Quelles sont les mesures à prendre pour bénéficier des régimes de protection transitoires?
Pour bénéficier pleinement des régimes de protection transitoires, il convient de prendre les mesures suivantes:
- Base de données pour la déclaration CbC qualifiée: il faut s’assurer que les données utilisées pour établir la déclaration CbC répondent aux exigences d’«états financiers qualifiés» et que le processus de préparation dédié soit fiable et conforme aux dernières directives de l’OCDE.
- Informations sur les états financiers: il est indispensable d’établir un processus pour récolter les données supplémentaires qui n’ont pas été obtenues par le biais du processus de préparation de la déclaration (mais qui sont requises pour le calcul des tests concernant les régimes de protection transitoires, par exemple, les «impôts concernés»).
- Calendrier de la déclaration CbC: dans le but d’évaluer si le groupe d’entreprises multinationales remplit les conditions requises pour bénéficier de régimes de protection transitoires dans les différentes juridictions, il est impératif que les données nécessaires au calcul soient disponibles avant la fin de l’exercice fiscal. Cela signifie que, contrairement à une préparation habituelle de la déclaration CbC, les données sont disponibles en fin d’exercice et pas des mois après.

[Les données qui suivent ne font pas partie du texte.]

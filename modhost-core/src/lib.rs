//! modhost-core: Core library for the modhost plugin host
//!
//! This crate provides the machinery for running dynamically loadable
//! modules inside a host application:
//!
//! - **Plugin registry** - [`PluginRegistry`] owns loaded modules and is the
//!   only place their lifecycle state changes
//! - **Version resolver** - [`VersionResolver`] evaluates host-version
//!   constraints at load and update time
//! - **Staging installer** - [`StagingInstaller`] writes uploads to a temp
//!   area, trial-loads them and only then commits them to the home directory
//! - **Update catalog** - [`UpdateCatalog`] aggregates remote repositories
//!   and selects applicable releases
//! - **Extension registry** - [`ExtensionRegistry`] maps capability types to
//!   the instances started modules registered for them
//! - **Config store** - [`ConfigStore`] module-scoped key/value settings
//!
//! # Quick Start
//!
//! ```no_run
//! use modhost_core::{ConfigStore, PluginManager, PluginSettings, TomlRepositoryStore};
//! use std::sync::Arc;
//!
//! fn example() -> Result<(), Box<dyn std::error::Error>> {
//!     let settings = PluginSettings::default();
//!     let config = Arc::new(ConfigStore::open("plugin-data.toml")?);
//!     let repositories = Arc::new(TomlRepositoryStore::new("repositories.toml"));
//!
//!     let manager = PluginManager::builder(settings, config, repositories).build()?;
//!     manager.startup()?;
//!
//!     for info in manager.registry().plugins() {
//!         println!("{} {} {}", info.descriptor.id, info.descriptor.version, info.state);
//!     }
//!     Ok(())
//! }
//! ```
//!
//! # Architecture
//!
//! ```text
//! ┌──────────────────────────────────────────────────────────────┐
//! │                        PluginManager                         │
//! │  ┌───────────────┐   ┌──────────────────┐   ┌──────────────┐ │
//! │  │ UpdateCatalog │──▶│ StagingInstaller │──▶│PluginRegistry│ │
//! │  │(repositories) │   │  (tmp -> home)   │   │ (lifecycle)  │ │
//! │  └───────────────┘   └──────────────────┘   └──────┬───────┘ │
//! │                         VersionResolver ◀──────────┤         │
//! │                       ExtensionRegistry ◀──────────┘         │
//! └──────────────────────────────────────────────────────────────┘
//! ```

pub mod config_store;
pub mod demo;
pub mod error;
pub mod manager;
pub mod plugins;
pub mod services;
pub mod settings;
pub mod update;
pub mod version;
pub mod worker;

// Re-export key types for convenience
pub use config_store::{ConfigStore, ScopedConfig};
pub use error::PluginHostError;
pub use manager::{AllowAll, PluginManager, PluginManagerBuilder, Permissions};
pub use plugins::{
    DylibLoader, ExtensionRegistry, FailureCause, IsolationBoundary, ModuleDescriptor,
    ModuleLoader, PluginInfo, PluginRegistry, PluginState, StagedArchive, StagingInstaller,
};
pub use services::HostContext;
pub use settings::PluginSettings;
pub use update::{
    HttpReleaseSource, MemoryRepositoryStore, Release, ReleaseSource, Repository, RepositoryStore,
    TomlRepositoryStore, UpdateCatalog,
};
pub use version::VersionResolver;
pub use worker::BackgroundWorker;
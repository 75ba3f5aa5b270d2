//! Host services injected into modules at start time

use std::sync::Arc;

use modhost_plugin_api::{HostServices, PluginError};

use crate::config_store::ConfigStore;

/// The host's [`HostServices`]: host version and config store access
pub struct HostContext {
    host_version: String,
    config: Arc<ConfigStore>,
}

impl HostContext {
    pub fn new(host_version: impl Into<String>, config: Arc<ConfigStore>) -> Self {
        Self {
            host_version: host_version.into(),
            config,
        }
    }
}

impl HostServices for HostContext {
    fn host_version(&self) -> String {
        self.host_version.clone()
    }

    fn config_value(&self, key: &str) -> Option<String> {
        self.config.value(key)
    }

    fn set_config_value(&self, key: &str, value: &str) -> Result<(), PluginError> {
        self.config
            .set(key, value)
            .map_err(|e| PluginError::config(e.to_string()))
    }
}
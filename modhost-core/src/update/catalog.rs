//! UpdateCatalog - aggregated releases and update application

use arc_swap::ArcSwap;
use semver::Version;
use std::collections::HashMap;
use std::sync::Arc;

use super::repository::RepositoryStore;
use super::source::{Release, ReleaseSource};
use crate::error::PluginHostError;
use crate::plugins::{ModuleDescriptor, PluginRegistry, StagingInstaller};
use crate::version::{self, VersionResolver};

type ReleaseMap = HashMap<String, Vec<Release>>;

/// Releases from all enabled repositories, keyed by module id
///
/// The map is rebuilt by [`UpdateCatalog::refresh`] and swapped in whole, so
/// readers see either the previous or the new catalog.
pub struct UpdateCatalog {
    installer: Arc<StagingInstaller>,
    repositories: Arc<dyn RepositoryStore>,
    source: Arc<dyn ReleaseSource>,
    resolver: VersionResolver,
    releases: ArcSwap<ReleaseMap>,
}

impl UpdateCatalog {
    pub fn new(
        installer: Arc<StagingInstaller>,
        repositories: Arc<dyn RepositoryStore>,
        source: Arc<dyn ReleaseSource>,
    ) -> Self {
        let resolver = VersionResolver::new(installer.registry().settings().exact_version);
        Self {
            installer,
            repositories,
            source,
            resolver,
            releases: ArcSwap::from_pointee(HashMap::new()),
        }
    }

    fn registry(&self) -> &Arc<PluginRegistry> {
        self.installer.registry()
    }

    /// Re-read enabled repositories and rebuild the release map
    ///
    /// A repository whose index cannot be fetched is skipped. Returns the
    /// number of releases now in the catalog.
    pub async fn refresh(&self) -> Result<usize, PluginHostError> {
        let repositories = self.repositories.enabled_repositories()?;

        let mut map = ReleaseMap::new();
        for repository in &repositories {
            match self.source.fetch_index(repository).await {
                Ok(releases) => {
                    tracing::debug!(
                        repository = %repository.uri,
                        releases = releases.len(),
                        "Fetched release index"
                    );
                    for release in releases {
                        map.entry(release.module_id.clone()).or_default().push(release);
                    }
                }
                Err(e) => {
                    tracing::warn!(repository = %repository.uri, error = %e, "Skipping repository");
                }
            }
        }

        let total = map.values().map(Vec::len).sum();
        self.releases.store(Arc::new(map));
        tracing::info!(
            repositories = repositories.len(),
            releases = total,
            "Update catalog refreshed"
        );
        Ok(total)
    }

    /// Notify the catalog that the repository set changed
    pub async fn repositories_changed(&self) -> Result<usize, PluginHostError> {
        self.refresh().await
    }

    /// Releases known for one module, in repository order
    pub fn releases(&self, module_id: &str) -> Vec<Release> {
        self.releases
            .load()
            .get(module_id)
            .cloned()
            .unwrap_or_default()
    }

    /// Ids of every module the catalog knows releases for
    pub fn module_ids(&self) -> Vec<String> {
        let mut ids: Vec<String> = self.releases.load().keys().cloned().collect();
        ids.sort();
        ids
    }

    /// Highest applicable release newer than the installed module
    ///
    /// A release applies when its version is strictly newer than
    /// `installed.version` and the running host satisfies its `requires`.
    /// Always `None` when version checking is off.
    pub fn outdated(&self, installed: &ModuleDescriptor) -> Result<Option<Release>, PluginHostError> {
        let settings = self.registry().settings();
        if !settings.version_check {
            return Ok(None);
        }
        let host = settings.enforced_host_version();
        let current = version::parse_version(&installed.version)?;

        let mut best: Option<(Version, Release)> = None;
        for release in self.releases(&installed.id) {
            let candidate = version::parse_version(&release.version)?;
            if candidate <= current {
                continue;
            }
            if let Some(host) = host
                && !self.resolver.satisfies(host, &release.requires)?
            {
                tracing::debug!(
                    plugin = %installed.id,
                    version = %release.version,
                    requires = %release.requires,
                    "Release needs a newer host"
                );
                continue;
            }
            if best.as_ref().is_none_or(|(v, _)| candidate > *v) {
                best = Some((candidate, release));
            }
        }

        Ok(best.map(|(_, release)| release))
    }

    /// Applicable releases for every loaded module
    ///
    /// A module whose releases cannot be evaluated is logged and skipped.
    pub fn list_outdated(&self) -> Result<Vec<Release>, PluginHostError> {
        let mut outdated = Vec::new();
        for info in self.registry().plugins() {
            match self.outdated(&info.descriptor) {
                Ok(Some(release)) => outdated.push(release),
                Ok(None) => {}
                Err(e) => {
                    tracing::warn!(
                        plugin = %info.descriptor.id,
                        state = %info.state,
                        error = %e,
                        "Skipping plugin in outdated check"
                    );
                }
            }
        }
        Ok(outdated)
    }

    /// Download, stage and swap in the best release for `id`
    ///
    /// Returns false if any step fails; the installed version then stays
    /// loaded in its previous state.
    pub async fn apply(&self, id: &str) -> bool {
        match self.try_apply(id).await {
            Ok(descriptor) => {
                tracing::info!(plugin = %id, version = %descriptor.version, "Update applied");
                true
            }
            Err(e) => {
                tracing::warn!(plugin = %id, error = %e, "Update failed");
                false
            }
        }
    }

    /// Apply every outdated module; true only if all succeeded
    pub async fn update_all(&self) -> bool {
        let outdated = match self.list_outdated() {
            Ok(outdated) => outdated,
            Err(e) => {
                tracing::warn!(error = %e, "Cannot determine outdated plugins");
                return false;
            }
        };

        let mut all = true;
        for release in outdated {
            all &= self.apply(&release.module_id).await;
        }
        all
    }

    async fn try_apply(&self, id: &str) -> Result<ModuleDescriptor, PluginHostError> {
        let installed = self
            .registry()
            .plugin(id)
            .ok_or_else(|| PluginHostError::NotFound { id: id.to_string() })?
            .descriptor;
        let release = self
            .outdated(&installed)?
            .ok_or_else(|| PluginHostError::update_failure(id, "no applicable release"))?;

        let bytes = self
            .source
            .download(&release.download_url)
            .await
            .map_err(|e| PluginHostError::update_failure(id, e))?;
        let file_name = archive_file_name(&release);

        let installer = Arc::clone(&self.installer);
        let expected = id.to_string();
        tokio::task::spawn_blocking(move || {
            let mut staged = installer.stage(&file_name, &bytes)?;
            if staged.descriptor.id != expected {
                let found = staged.descriptor.id.clone();
                installer.discard(staged);
                return Err(PluginHostError::update_failure(
                    &expected,
                    format!("downloaded archive contains module '{found}'"),
                ));
            }
            // The old archive stays in place until the swap succeeds
            staged.file_name = installer.unclaimed_file_name(&file_name, &release.version);
            let path = installer.commit(staged)?;
            installer.registry().replace(&expected, &path)
        })
        .await
        .map_err(|e| PluginHostError::update_failure(id, e))?
    }
}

- Interdépendance: étant donné que les interdépendances seront toujours plus nombreuses entre la déclaration CbC, la comptabilité fiscale au sens de GloBE, la (non-) qualification pour les régimes de protection transitoires et de potentiels impôts complémentaires dans le cadre du régime du QDMTT, il sera nécessaire d’établir un processus fiable pour simplifier la procédure et fournir les données dans les délais.
- Déclaration CbC volontaire: les groupes d’entreprises multinationales basés en Suisse dont le chiffre d’affaires est inférieur au seuil de 900 millions d’euros devraient envisager de soumettre une déclaration CbC volontaire pour bénéficier des régimes de protection transitoires et pour réduire leurs obligations de mise en conformité au titre du pilier II au cours des premières années.